Your output should contain every record, unchanged.

BEGIN Task inputs

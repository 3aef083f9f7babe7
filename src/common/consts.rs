// -------------------------------------------------------------------------------------------------
//  Copyright (C) 2015-2026 Nautech Systems Pty Ltd. All rights reserved.
//  https://nautechsystems.io
//
//  Licensed under the GNU Lesser General Public License Version 3.0 (the "License");
//  You may not use this file except in compliance with the License.
//  You may obtain a copy of the License at https://www.gnu.org/licenses/lgpl-3.0.en.html
//
//  Unless required by applicable law or agreed to in writing, software
//  distributed under the License is distributed on an "AS IS" BASIS,
//  WITHOUT WARRANTIES OR CONDITIONS OF ANY KIND, either express or implied.
//  See the License for the specific language governing permissions and
//  limitations under the License.
// -------------------------------------------------------------------------------------------------

//! Constants for the Bitfinex v2 REST API.

/// The venue identifier.
pub const BITFINEX_VENUE: &str = "BITFINEX";

/// Base URL for public (unauthenticated) v2 endpoints.
pub const BITFINEX_HTTP_PUBLIC_URL: &str = "https://api-pub.bitfinex.com";

/// Base URL for private (authenticated) v2 endpoints and the legacy v1 surface.
pub const BITFINEX_HTTP_PRIVATE_URL: &str = "https://api.bitfinex.com";

/// User agent sent with every request.
pub const BITFINEX_HTTP_USER_AGENT: &str =
    concat!("bitfinex-http/", env!("CARGO_PKG_VERSION"));

/// Marker prefixed to an uppercased pair to form a trading market id (`tBTCUSD`).
pub const TRADING_PAIR_PREFIX: char = 't';

/// Marker prefixed to a currency code to form a funding currency id (`fUSD`).
pub const FUNDING_CURRENCY_PREFIX: char = 'f';

/// Header carrying the strictly increasing request nonce.
pub const HEADER_NONCE: &str = "bfx-nonce";

/// Header carrying the API key.
pub const HEADER_API_KEY: &str = "bfx-apikey";

/// Header carrying the hex-encoded HMAC-SHA384 signature.
pub const HEADER_SIGNATURE: &str = "bfx-signature";

/// Path prefix included in the signing input ahead of the versioned path.
pub const SIGNING_PATH_PREFIX: &str = "/api/";
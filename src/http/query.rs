// -------------------------------------------------------------------------------------------------
//  Copyright (C) 2015-2026 Nautech Systems Pty Ltd. All rights reserved.
//  https://nautechsystems.io
//
//  Licensed under the GNU Lesser General Public License Version 3.0 (the "License");
//  You may not use this file except in compliance with the License.
//  You may obtain a copy of the License at https://www.gnu.org/licenses/lgpl-3.0.en.html
//
//  Unless required by applicable law or agreed to in writing, software
//  distributed under the License is distributed on an "AS IS" BASIS,
//  WITHOUT WARRANTIES OR CONDITIONS OF ANY KIND, either express or implied.
//  See the License for the specific language governing permissions and
//  limitations under the License.
// -------------------------------------------------------------------------------------------------

//! Request builders for Bitfinex v2 endpoints.
//!
//! Path template parameters are substituted here, at construction time, and
//! never reappear in the serialized body; the body holds only the remaining
//! payload, which is also exactly the string covered by the signature.

use serde_json::{Map, Number, Value};
use ustr::Ustr;

use crate::common::enums::{OrderSide, OrderType};

fn insert_i64(body: &mut Map<String, Value>, key: &str, value: Option<i64>) {
    if let Some(value) = value {
        body.insert(key.to_string(), Value::Number(Number::from(value)));
    }
}

fn insert_u32(body: &mut Map<String, Value>, key: &str, value: Option<u32>) {
    if let Some(value) = value {
        body.insert(key.to_string(), Value::Number(Number::from(value)));
    }
}

/// Query parameters for `trades/{symbol}/hist`.
///
/// When a start time is given the venue is asked for ascending order,
/// otherwise for the most recent trades first.
#[derive(Clone, Debug, Default)]
pub struct PublicTradesParams {
    /// Start time filter in milliseconds.
    pub start: Option<i64>,
    /// Maximum number of records (default 120, max 5000).
    pub limit: Option<u32>,
}

impl PublicTradesParams {
    /// Renders the URL query pairs.
    #[must_use]
    pub fn to_query(&self) -> Vec<(String, String)> {
        let mut query = Vec::new();
        let sort = if let Some(start) = self.start {
            query.push(("start".to_string(), start.to_string()));
            "1"
        } else {
            "-1"
        };
        if let Some(limit) = self.limit {
            query.push(("limit".to_string(), limit.to_string()));
        }
        query.push(("sort".to_string(), sort.to_string()));
        query
    }
}

/// Query parameters for `candles/trade:{timeframe}:{symbol}/hist`.
#[derive(Clone, Debug, Default)]
pub struct CandlesParams {
    /// Start time filter in milliseconds.
    pub start: Option<i64>,
    /// Maximum number of records (default 100, max 5000).
    pub limit: Option<u32>,
}

impl CandlesParams {
    /// Renders the URL query pairs, ascending by time.
    #[must_use]
    pub fn to_query(&self) -> Vec<(String, String)> {
        let mut query = vec![("sort".to_string(), "1".to_string())];
        if let Some(start) = self.start {
            query.push(("start".to_string(), start.to_string()));
        }
        if let Some(limit) = self.limit {
            query.push(("limit".to_string(), limit.to_string()));
        }
        query
    }
}

/// Private trade-history request.
///
/// The venue exposes two endpoints for this query, one filtered by symbol
/// and one across all symbols; the variant picks the endpoint explicitly
/// rather than selecting a method name at runtime.
#[derive(Clone, Debug)]
pub enum TradesHistoryRequest {
    AllSymbols {
        start: Option<i64>,
        end: Option<i64>,
        limit: Option<u32>,
    },
    ForSymbol {
        market_id: Ustr,
        start: Option<i64>,
        end: Option<i64>,
        limit: Option<u32>,
    },
}

impl TradesHistoryRequest {
    /// Returns the endpoint path with the symbol substituted, when present.
    #[must_use]
    pub fn path(&self) -> String {
        match self {
            Self::AllSymbols { .. } => "auth/r/trades/hist".to_string(),
            Self::ForSymbol { market_id, .. } => format!("auth/r/trades/{market_id}/hist"),
        }
    }

    /// Returns the request body, holding only the non-path payload.
    #[must_use]
    pub fn body(&self) -> Map<String, Value> {
        let (start, end, limit) = match self {
            Self::AllSymbols { start, end, limit }
            | Self::ForSymbol {
                start, end, limit, ..
            } => (*start, *end, *limit),
        };

        let mut body = Map::new();
        insert_i64(&mut body, "start", start);
        insert_i64(&mut body, "end", end);
        insert_u32(&mut body, "limit", limit);
        body
    }
}

/// Order submission request for `auth/w/order/submit`.
///
/// Amount and price are serialized as strings, with the side encoded as the
/// sign of the amount, as the venue requires.
#[derive(Clone, Debug)]
pub struct SubmitOrderRequest {
    pub market_id: Ustr,
    pub order_type: OrderType,
    pub side: OrderSide,
    pub amount: f64,
    pub price: Option<f64>,
}

impl SubmitOrderRequest {
    /// Returns the request body.
    #[must_use]
    pub fn body(&self) -> Map<String, Value> {
        let mut body = Map::new();
        body.insert(
            "symbol".to_string(),
            Value::String(self.market_id.to_string()),
        );
        body.insert(
            "type".to_string(),
            Value::String(self.order_type.to_native().to_string()),
        );

        let mut amount = format!("{}", self.amount);
        if self.side == OrderSide::Sell {
            amount = format!("-{amount}");
        }
        body.insert("amount".to_string(), Value::String(amount));

        if self.order_type != OrderType::Market
            && let Some(price) = self.price
        {
            body.insert("price".to_string(), Value::String(format!("{price}")));
        }
        body
    }
}

/// Order-id filter body shared by the open- and closed-orders queries.
#[must_use]
pub fn order_id_filter(ids: &[i64]) -> Map<String, Value> {
    let mut body = Map::new();
    if !ids.is_empty() {
        body.insert(
            "id".to_string(),
            Value::Array(ids.iter().map(|id| Value::Number(Number::from(*id))).collect()),
        );
    }
    body
}

////////////////////////////////////////////////////////////////////////////////
// Tests
////////////////////////////////////////////////////////////////////////////////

END Task inputs

**Response below**
repository 3aef083f9f7babe7
filename src/common/consts.rs
// -------------------------------------------------------------------------------------------------
//  Copyright (C) 2015-2026 Nautech Systems Pty Ltd. All rights reserved.
//  https://nautechsystems.io
//
//  Licensed under the GNU Lesser General Public License Version 3.0 (the "License");
//  You may not use this file except in compliance with the License.
//  You may obtain a copy of the License at https://www.gnu.org/licenses/lgpl-3.0.en.html
//
//  Unless required by applicable law or agreed to in writing, software
//  distributed under the License is distributed on an "AS IS" BASIS,
//  WITHOUT WARRANTIES OR CONDITIONS OF ANY KIND, either express or implied.
//  See the License for the specific language governing permissions and
//  limitations under the License.
// -------------------------------------------------------------------------------------------------

//! Constants for the Bitfinex v2 REST API.

/// The venue identifier.
pub const BITFINEX_VENUE: &str = "BITFINEX";

/// Base URL for public (unauthenticated) v2 endpoints.
pub const BITFINEX_HTTP_PUBLIC_URL: &str = "https://api-pub.bitfinex.com";

/// Base URL for private (authenticated) v2 endpoints and the legacy v1 surface.
pub const BITFINEX_HTTP_PRIVATE_URL: &str = "https://api.bitfinex.com";

/// User agent sent with every request.
pub const BITFINEX_HTTP_USER_AGENT: &str =
    concat!("bitfinex-http/", env!("CARGO_PKG_VERSION"));

/// Marker prefixed to an uppercased pair to form a trading market id (`tBTCUSD`).
pub const TRADING_PAIR_PREFIX: char = 't';

/// Marker prefixed to a currency code to form a funding currency id (`fUSD`).
pub const FUNDING_CURRENCY_PREFIX: char = 'f';

/// Header carrying the strictly increasing request nonce.
pub const HEADER_NONCE: &str = "bfx-nonce";

/// Header carrying the API key.
pub const HEADER_API_KEY: &str = "bfx-apikey";

/// Header carrying the hex-encoded HMAC-SHA384 signature.
pub const HEADER_SIGNATURE: &str = "bfx-signature";

/// Path prefix included in the signing input ahead of the versioned path.
pub const SIGNING_PATH_PREFIX: &str = "/api/";
filename src/http/query.rs
// -------------------------------------------------------------------------------------------------
//  Copyright (C) 2015-2026 Nautech Systems Pty Ltd. All rights reserved.
//  https://nautechsystems.io
//
//  Licensed under the GNU Lesser General Public License Version 3.0 (the "License");
//  You may not use this file except in compliance with the License.
//  You may obtain a copy of the License at https://www.gnu.org/licenses/lgpl-3.0.en.html
//
//  Unless required by applicable law or agreed to in writing, software
//  distributed under the License is distributed on an "AS IS" BASIS,
//  WITHOUT WARRANTIES OR CONDITIONS OF ANY KIND, either express or implied.
//  See the License for the specific language governing permissions and
//  limitations under the License.
// -------------------------------------------------------------------------------------------------

//! Request builders for Bitfinex v2 endpoints.
//!
//! Path template parameters are substituted here, at construction time, and
//! never reappear in the serialized body; the body holds only the remaining
//! payload, which is also exactly the string covered by the signature.

use serde_json::{Map, Number, Value};
use ustr::Ustr;

use crate::common::enums::{OrderSide, OrderType};

fn insert_i64(body: &mut Map<String, Value>, key: &str, value: Option<i64>) {
    if let Some(value) = value {
        body.insert(key.to_string(), Value::Number(Number::from(value)));
    }
}

fn insert_u32(body: &mut Map<String, Value>, key: &str, value: Option<u32>) {
    if let Some(value) = value {
        body.insert(key.to_string(), Value::Number(Number::from(value)));
    }
}

/// Query parameters for `trades/{symbol}/hist`.
///
/// When a start time is given the venue is asked for ascending order,
/// otherwise for the most recent trades first.
#[derive(Clone, Debug, Default)]
pub struct PublicTradesParams {
    /// Start time filter in milliseconds.
    pub start: Option<i64>,
    /// Maximum number of records (default 120, max 5000).
    pub limit: Option<u32>,
}

impl PublicTradesParams {
    /// Renders the URL query pairs.
    #[must_use]
    pub fn to_query(&self) -> Vec<(String, String)> {
        let mut query = Vec::new();
        let sort = if let Some(start) = self.start {
            query.push(("start".to_string(), start.to_string()));
            "1"
        } else {
            "-1"
        };
        if let Some(limit) = self.limit {
            query.push(("limit".to_string(), limit.to_string()));
        }
        query.push(("sort".to_string(), sort.to_string()));
        query
    }
}

/// Query parameters for `candles/trade:{timeframe}:{symbol}/hist`.
#[derive(Clone, Debug, Default)]
pub struct CandlesParams {
    /// Start time filter in milliseconds.
    pub start: Option<i64>,
    /// Maximum number of records (default 100, max 5000).
    pub limit: Option<u32>,
}

impl CandlesParams {
    /// Renders the URL query pairs, ascending by time.
    #[must_use]
    pub fn to_query(&self) -> Vec<(String, String)> {
        let mut query = vec![("sort".to_string(), "1".to_string())];
        if let Some(start) = self.start {
            query.push(("start".to_string(), start.to_string()));
        }
        if let Some(limit) = self.limit {
            query.push(("limit".to_string(), limit.to_string()));
        }
        query
    }
}

/// Private trade-history request.
///
/// The venue exposes two endpoints for this query, one filtered by symbol
/// and one across all symbols; the variant picks the endpoint explicitly
/// rather than selecting a method name at runtime.
#[derive(Clone, Debug)]
pub enum TradesHistoryRequest {
    AllSymbols {
        start: Option<i64>,
        end: Option<i64>,
        limit: Option<u32>,
    },
    ForSymbol {
        market_id: Ustr,
        start: Option<i64>,
        end: Option<i64>,
        limit: Option<u32>,
    },
}

impl TradesHistoryRequest {
    /// Returns the endpoint path with the symbol substituted, when present.
    #[must_use]
    pub fn path(&self) -> String {
        match self {
            Self::AllSymbols { .. } => "auth/r/trades/hist".to_string(),
            Self::ForSymbol { market_id, .. } => format!("auth/r/trades/{market_id}/hist"),
        }
    }

    /// Returns the request body, holding only the non-path payload.
    #[must_use]
    pub fn body(&self) -> Map<String, Value> {
        let (start, end, limit) = match self {
            Self::AllSymbols { start, end, limit }
            | Self::ForSymbol {
                start, end, limit, ..
            } => (*start, *end, *limit),
        };

        let mut body = Map::new();
        insert_i64(&mut body, "start", start);
        insert_i64(&mut body, "end", end);
        insert_u32(&mut body, "limit", limit);
        body
    }
}

/// Order submission request for `auth/w/order/submit`.
///
/// Amount and price are serialized as strings, with the side encoded as the
/// sign of the amount, as the venue requires.
#[derive(Clone, Debug)]
pub struct SubmitOrderRequest {
    pub market_id: Ustr,
    pub order_type: OrderType,
    pub side: OrderSide,
    pub amount: f64,
    pub price: Option<f64>,
}

impl SubmitOrderRequest {
    /// Returns the request body.
    #[must_use]
    pub fn body(&self) -> Map<String, Value> {
        let mut body = Map::new();
        body.insert(
            "symbol".to_string(),
            Value::String(self.market_id.to_string()),
        );
        body.insert(
            "type".to_string(),
            Value::String(self.order_type.to_native().to_string()),
        );

        let mut amount = format!("{}", self.amount);
        if self.side == OrderSide::Sell {
            amount = format!("-{amount}");
        }
        body.insert("amount".to_string(), Value::String(amount));

        if self.order_type != OrderType::Market
            && let Some(price) = self.price
        {
            body.insert("price".to_string(), Value::String(format!("{price}")));
        }
        body
    }
}

/// Order-id filter body shared by the open- and closed-orders queries.
#[must_use]
pub fn order_id_filter(ids: &[i64]) -> Map<String, Value> {
    let mut body = Map::new();
    if !ids.is_empty() {
        body.insert(
            "id".to_string(),
            Value::Array(ids.iter().map(|id| Value::Number(Number::from(*id))).collect()),
        );
    }
    body
}

////////////////////////////////////////////////////////////////////////////////
// Tests
////////////////////////////////////////////////////////////////////////////////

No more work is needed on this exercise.